Saturday, 16 August 2014

#25 The Changing Course of my Disease

In the beginning the doctors called my MS benign. They considered it mild and basically asymptomatic. My neurological tests came back normal, and they didn’t recommend any real treatment.

I was already on an anti-inflammatory for joint pain, and because I was complaining of fatigue, I was put on an antiviral medication thought to be of some help. I couldn’t take the dosage ordered because of the resulting swelling in my feet and legs. That drug was known to be particularly harsh on the kidneys. I stayed on a once a day regimen for years.
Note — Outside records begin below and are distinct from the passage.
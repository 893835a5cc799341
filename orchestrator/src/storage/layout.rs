//! Storage layout configuration

use std::path::PathBuf;

use tokio::fs;

use crate::errors::OrchestratorError;
use crate::filesys::file::File;

/// Environment variable overriding the base directory
pub const HOME_ENV_VAR: &str = "STACKPILOT_HOME";

/// Local storage layout
#[derive(Debug, Clone)]
pub struct StorageLayout {
    /// Base directory for all storage
    pub base_dir: PathBuf,
}

impl StorageLayout {
    /// Create a new storage layout
    pub fn new(base_dir: impl Into<PathBuf>) -> Self {
        Self {
            base_dir: base_dir.into(),
        }
    }

    /// Get the settings file path
    pub fn settings_file(&self) -> File {
        File::new(self.base_dir.join("settings.json"))
    }

    /// Get the persisted deployment context file
    pub fn context_file(&self) -> File {
        File::new(self.base_dir.join("context.json"))
    }

    /// Rolling log files live here
    pub fn logs_dir(&self) -> PathBuf {
        self.base_dir.join("logs")
    }

    /// Create the base and logs directories
    pub async fn setup(&self) -> Result<(), OrchestratorError> {
        fs::create_dir_all(self.logs_dir()).await?;
        Ok(())
    }
}

impl Default for StorageLayout {
    fn default() -> Self {
        if let Some(dir) = std::env::var_os(HOME_ENV_VAR) {
            return Self::new(dir);
        }

        let base_dir = std::env::var_os("HOME")
            .or_else(|| std::env::var_os("USERPROFILE"))
            .map(PathBuf::from)
            .unwrap_or_else(|| PathBuf::from("."))
            .join(".stackpilot");

        Self::new(base_dir)
    }
}
//! Command dispatch

use std::sync::Arc;
use std::time::Duration;

use secrecy::SecretString;
use tracing::{info, warn};

use crate::app::options::{AppOptions, BackupAction, Command};
use crate::backup::{BackupKind, BackupManager};
use crate::console;
use crate::context::{ContextSnapshot, DeploymentContext};
use crate::deploy::compose::ComposeStack;
use crate::deploy::{DeploySession, Environment, ManagedDeployment};
use crate::errors::OrchestratorError;
use crate::events::Emitter;
use crate::http::client::HttpClient;
use crate::provision::{self, Provisioner};
use crate::remote::{ExecutorOptions, RemoteExecutor, ShellExecutor, Target};
use crate::status;
use crate::storage::layout::StorageLayout;
use crate::storage::settings::Settings;
use crate::update::{UpdateController, UpdateOptions};

/// Environment variable holding the managed-application API token
pub const MANAGED_TOKEN_ENV_VAR: &str = "STACKPILOT_MANAGED_TOKEN";

/// Run one command to completion
pub async fn run(
    options: AppOptions,
    settings: Settings,
    layout: StorageLayout,
    emitter: Emitter,
) -> Result<(), OrchestratorError> {
    let executor: Arc<dyn RemoteExecutor> = Arc::new(ShellExecutor::new(ExecutorOptions {
        connect_timeout: Duration::from_secs(settings.target.connect_timeout_secs),
        ..Default::default()
    }));

    match options.command {
        Command::Deploy(environment) => {
            deploy(environment, &settings, &layout, executor, &emitter).await
        }
        Command::Update { auto_rollback } => {
            let stack = stack_for(&settings, &layout, executor).await?;
            let backups = backup_manager(&settings, stack.clone());
            let controller = UpdateController::new(
                stack,
                backups,
                settings.app.clone(),
                UpdateOptions {
                    auto_rollback: auto_rollback.unwrap_or(settings.update.auto_rollback),
                    readiness: settings.readiness.services(),
                },
            );
            let report = controller.run(&emitter).await?;
            info!("Update finished in state {:?}", report.final_state);
            Ok(())
        }
        Command::Backup(action) => {
            let stack = stack_for(&settings, &layout, executor).await?;
            let backups = backup_manager(&settings, stack);
            match action {
                BackupAction::Create => {
                    let record = backups.create(BackupKind::Manual).await?;
                    emitter
                        .success(format!("Backup {} created at {}", record.id, record.storage_path))
                        .await;
                }
                BackupAction::List => console::print_backups(&backups.list().await?),
                BackupAction::Restore(id) => {
                    let record = backups.restore(&id).await?;
                    emitter
                        .success(format!("Restored backup {}", record.id))
                        .await;
                }
                BackupAction::Delete(id) => {
                    backups.delete(&id).await?;
                    emitter.success(format!("Deleted backup {}", id)).await;
                }
            }
            Ok(())
        }
        Command::Status => {
            let stack = stack_for(&settings, &layout, executor).await?;
            console::print_status(&status::collect(&stack).await?);
            Ok(())
        }
        Command::Destroy => {
            let ctx = match stored_context(&layout).await {
                Some(ctx) => ctx,
                None => base_context(&settings).await?,
            };
            let backend = provision::connect(&settings.cloud, executor).await?;
            Provisioner::new(backend).destroy(&ctx).await?;
            layout.context_file().delete().await?;
            emitter
                .success(format!("Deleted resource group {}", ctx.resource_group))
                .await;
            Ok(())
        }
        Command::Shell => {
            let target = resolve_target(&settings, &layout).await?;
            executor.interactive(&target).await
        }
    }
}

async fn deploy(
    environment: Environment,
    settings: &Settings,
    layout: &StorageLayout,
    executor: Arc<dyn RemoteExecutor>,
    emitter: &Emitter,
) -> Result<(), OrchestratorError> {
    let compose_content = tokio::fs::read_to_string(&settings.app.compose_file)
        .await
        .map_err(|e| {
            OrchestratorError::ConfigError(format!(
                "cannot read {}: {}",
                settings.app.compose_file.display(),
                e
            ))
        })?;
    let ctx = base_context(settings).await?;
    let session = DeploySession::new(
        ctx,
        executor.clone(),
        settings.app.clone(),
        settings.readiness.clone(),
        compose_content,
    );

    let mut session = match environment {
        Environment::CloudVm => {
            let backend = provision::connect(&settings.cloud, executor).await?;
            session.with_provisioner(Provisioner::new(backend), settings.cloud.subscription_id.clone())
        }
        Environment::SshHost => session.with_target(settings.ssh_target()?),
        Environment::Local => {
            let session = session.with_target(Target::Local);
            match &settings.managed {
                Some(managed) => {
                    let token = std::env::var(MANAGED_TOKEN_ENV_VAR).ok().map(SecretString::from);
                    session.with_managed(ManagedDeployment {
                        client: HttpClient::new(&managed.base_url, token)?,
                        application_id: managed.application_id.clone(),
                    })
                }
                None => session,
            }
        }
    };

    let run = environment.pipeline().run(&mut session, emitter).await;

    if environment == Environment::CloudVm {
        // Kept even on failure so `destroy` and later commands find the resources
        if let Err(e) = session.ctx.snapshot().save(&layout.context_file()).await {
            warn!("Could not save deployment context: {}", e);
        }
    }

    run.into_result()?;
    emitter.success("Deployment complete").await;
    Ok(())
}

/// Context named after the cloud settings, with the SSH key material loaded
async fn base_context(settings: &Settings) -> Result<DeploymentContext, OrchestratorError> {
    let cloud = &settings.cloud;
    let mut ctx = DeploymentContext::new(cloud.base_name.clone(), cloud.location.clone());
    ctx.instance_size = cloud.instance_size.clone();
    ctx.image = cloud.image.clone();
    ctx.admin_username = cloud.admin_username.clone();
    ctx.ssh_identity_file = cloud.ssh_private_key_path.clone();
    if let Some(path) = &cloud.ssh_public_key_path {
        let key = tokio::fs::read_to_string(path).await.map_err(|e| {
            OrchestratorError::ConfigError(format!("cannot read {}: {}", path.display(), e))
        })?;
        ctx.ssh_public_key = Some(key.trim().to_string());
    }
    Ok(ctx)
}

async fn stored_context(layout: &StorageLayout) -> Option<DeploymentContext> {
    let file = layout.context_file();
    if !file.exists().await {
        return None;
    }
    match ContextSnapshot::load(&file).await {
        Ok(snapshot) => DeploymentContext::restore(&snapshot)
            .map_err(|e| warn!("Ignoring stored context: {}", e))
            .ok(),
        Err(e) => {
            warn!("Ignoring unreadable context file: {}", e);
            None
        }
    }
}

/// Configured host, else the host recorded by the last cloud deployment
async fn resolve_target(
    settings: &Settings,
    layout: &StorageLayout,
) -> Result<Target, OrchestratorError> {
    if settings.target.host.is_some() {
        return settings.ssh_target();
    }
    match stored_context(layout).await {
        Some(mut ctx) => {
            ctx.ssh_identity_file = settings.cloud.ssh_private_key_path.clone();
            ctx.ssh_target()
        }
        None => Err(OrchestratorError::ConfigError(
            "no target.host configured and no deployment recorded".to_string(),
        )),
    }
}

async fn stack_for(
    settings: &Settings,
    layout: &StorageLayout,
    executor: Arc<dyn RemoteExecutor>,
) -> Result<ComposeStack, OrchestratorError> {
    let target = resolve_target(settings, layout).await?;
    Ok(ComposeStack::new(
        executor,
        target,
        settings.app.remote_dir.clone(),
        settings.app.project_name.clone(),
    ))
}

fn backup_manager(settings: &Settings, stack: ComposeStack) -> BackupManager {
    BackupManager::new(stack, settings.app.clone(), settings.readiness.services())
}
The doctors I’d seen were pretty good at avoiding labels. They never once said the words relapsing/remitting, secondary progressive or primary progressive. They seemed to look at my status and deal with whatever it was I presented with.

My disease seemed to change every five years or so. Official diagnosis was in 1996, and in 2001 I was on disability, for cognitive issues more than physical. Things stayed pretty good for the next few years, physically at least. I was still walking without any aids and living independent. The emotional issues of dealing with the sudden loss of my career were a bigger problem. I was depressed, making poor decisions, and living an unhealthy lifestyle. I had not seen the neurologist since I’d left the city in 1999, and was working entirely with my family doctor. I refused the counselling the psychologist that did the cognitive testing recommended.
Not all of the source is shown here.